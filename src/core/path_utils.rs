/*
 * Path helpers shared by the scanner, the config loader and the CLI: where the
 * per-user configuration lives, where run artifacts go, and how file system paths
 * are turned into the `/`-separated relative paths stored in project documents.
 */
use directories::ProjectDirs;
use std::fs;
use std::path::{Component, Path, PathBuf};

pub const OUTPUT_DIR_NAME: &str = ".source_summarizer";

/*
 * Retrieves (and creates if needed) the application's local configuration
 * directory, e.g. `~/.config/<app_name>` on Linux. Returns `None` when the platform
 * offers no such directory or it cannot be created.
 */
pub fn get_base_app_config_local_dir(app_name: &str) -> Option<PathBuf> {
    ProjectDirs::from("", "", app_name).and_then(|proj_dirs| {
        let config_path = proj_dirs.config_local_dir();
        if !config_path.exists() {
            if let Err(e) = fs::create_dir_all(config_path) {
                log::error!("PathUtils: Failed to create config directory {config_path:?}: {e}");
                return None;
            }
            log::debug!("PathUtils: Created config directory: {config_path:?}");
        }
        Some(config_path.to_path_buf())
    })
}

/*
 * Default location for a project's artifacts: `<project_root>/.source_summarizer/<name>`.
 */
pub fn default_output_dir(project_root: &Path, project_name: &str) -> PathBuf {
    project_root.join(OUTPUT_DIR_NAME).join(project_name)
}

/*
 * Project name derived from the last component of the project root, falling back
 * to "project" for roots such as `/` or `.` that have no usable name.
 */
pub fn project_name_from_root(project_root: &Path) -> String {
    let canonical = project_root
        .canonicalize()
        .unwrap_or_else(|_| project_root.to_path_buf());
    canonical
        .file_name()
        .map(|name| name.to_string_lossy().into_owned())
        .filter(|name| !name.is_empty())
        .unwrap_or_else(|| "project".to_string())
}

/*
 * Relative path of `path` under `root`, joined with `/` regardless of platform.
 * Returns `None` when `path` is not inside `root`.
 */
pub fn to_relative_path_string(root: &Path, path: &Path) -> Option<String> {
    let relative = path.strip_prefix(root).ok()?;
    let parts: Vec<String> = relative
        .components()
        .filter_map(|component| match component {
            Component::Normal(part) => Some(part.to_string_lossy().into_owned()),
            _ => None,
        })
        .collect();
    Some(parts.join("/"))
}
/*
 * SHA-256 content fingerprints used to tell whether a previously summarized file
 * has changed since it was summarized. The scanner already holds each file's bytes
 * when counting characters, so checksums are computed from memory.
 */
use sha2::{Digest, Sha256};

/*
 * Lowercase hex SHA-256 of the raw file bytes.
 */
pub fn sha256_hex(content: &[u8]) -> String {
    let mut hasher = Sha256::new();
    hasher.update(content);
    format!("{:x}", hasher.finalize())
}

/*
 * A file counts as changed only when both sides carry a checksum and they differ.
 * Documents written before checksums existed therefore keep their summaries.
 */
pub fn content_changed(old: Option<&str>, new: Option<&str>) -> bool {
    match (old, new) {
        (Some(old), Some(new)) => old != new,
        _ => false,
    }
}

Your goal:
Copy out the data above, word for word.

Reply to the exercise:
filename src/core/path_utils.rs
/*
 * Path helpers shared by the scanner, the config loader and the CLI: where the
 * per-user configuration lives, where run artifacts go, and how file system paths
 * are turned into the `/`-separated relative paths stored in project documents.
 */
use directories::ProjectDirs;
use std::fs;
use std::path::{Component, Path, PathBuf};

pub const OUTPUT_DIR_NAME: &str = ".source_summarizer";

/*
 * Retrieves (and creates if needed) the application's local configuration
 * directory, e.g. `~/.config/<app_name>` on Linux. Returns `None` when the platform
 * offers no such directory or it cannot be created.
 */
pub fn get_base_app_config_local_dir(app_name: &str) -> Option<PathBuf> {
    ProjectDirs::from("", "", app_name).and_then(|proj_dirs| {
        let config_path = proj_dirs.config_local_dir();
        if !config_path.exists() {
            if let Err(e) = fs::create_dir_all(config_path) {
                log::error!("PathUtils: Failed to create config directory {config_path:?}: {e}");
                return None;
            }
            log::debug!("PathUtils: Created config directory: {config_path:?}");
        }
        Some(config_path.to_path_buf())
    })
}

/*
 * Default location for a project's artifacts: `<project_root>/.source_summarizer/<name>`.
 */
pub fn default_output_dir(project_root: &Path, project_name: &str) -> PathBuf {
    project_root.join(OUTPUT_DIR_NAME).join(project_name)
}

/*
 * Project name derived from the last component of the project root, falling back
 * to "project" for roots such as `/` or `.` that have no usable name.
 */
pub fn project_name_from_root(project_root: &Path) -> String {
    let canonical = project_root
        .canonicalize()
        .unwrap_or_else(|_| project_root.to_path_buf());
    canonical
        .file_name()
        .map(|name| name.to_string_lossy().into_owned())
        .filter(|name| !name.is_empty())
        .unwrap_or_else(|| "project".to_string())
}

/*
 * Relative path of `path` under `root`, joined with `/` regardless of platform.
 * Returns `None` when `path` is not inside `root`.
 */
pub fn to_relative_path_string(root: &Path, path: &Path) -> Option<String> {
    let relative = path.strip_prefix(root).ok()?;
    let parts: Vec<String> = relative
        .components()
        .filter_map(|component| match component {
            Component::Normal(part) => Some(part.to_string_lossy().into_owned()),
            _ => None,
        })
        .collect();
    Some(parts.join("/"))
}
/*
 * SHA-256 content fingerprints used to tell whether a previously summarized file
 * has changed since it was summarized. The scanner already holds each file's bytes
 * when counting characters, so checksums are computed from memory.
 */
use sha2::{Digest, Sha256};

/*
 * Lowercase hex SHA-256 of the raw file bytes.
 */
pub fn sha256_hex(content: &[u8]) -> String {
    let mut hasher = Sha256::new();
    hasher.update(content);
    format!("{:x}", hasher.finalize())
}

/*
 * A file counts as changed only when both sides carry a checksum and they differ.
 * Documents written before checksums existed therefore keep their summaries.
 */
pub fn content_changed(old: Option<&str>, new: Option<&str>) -> bool {
    match (old, new) {
        (Some(old), Some(new)) => old != new,
        _ => false,
    }
}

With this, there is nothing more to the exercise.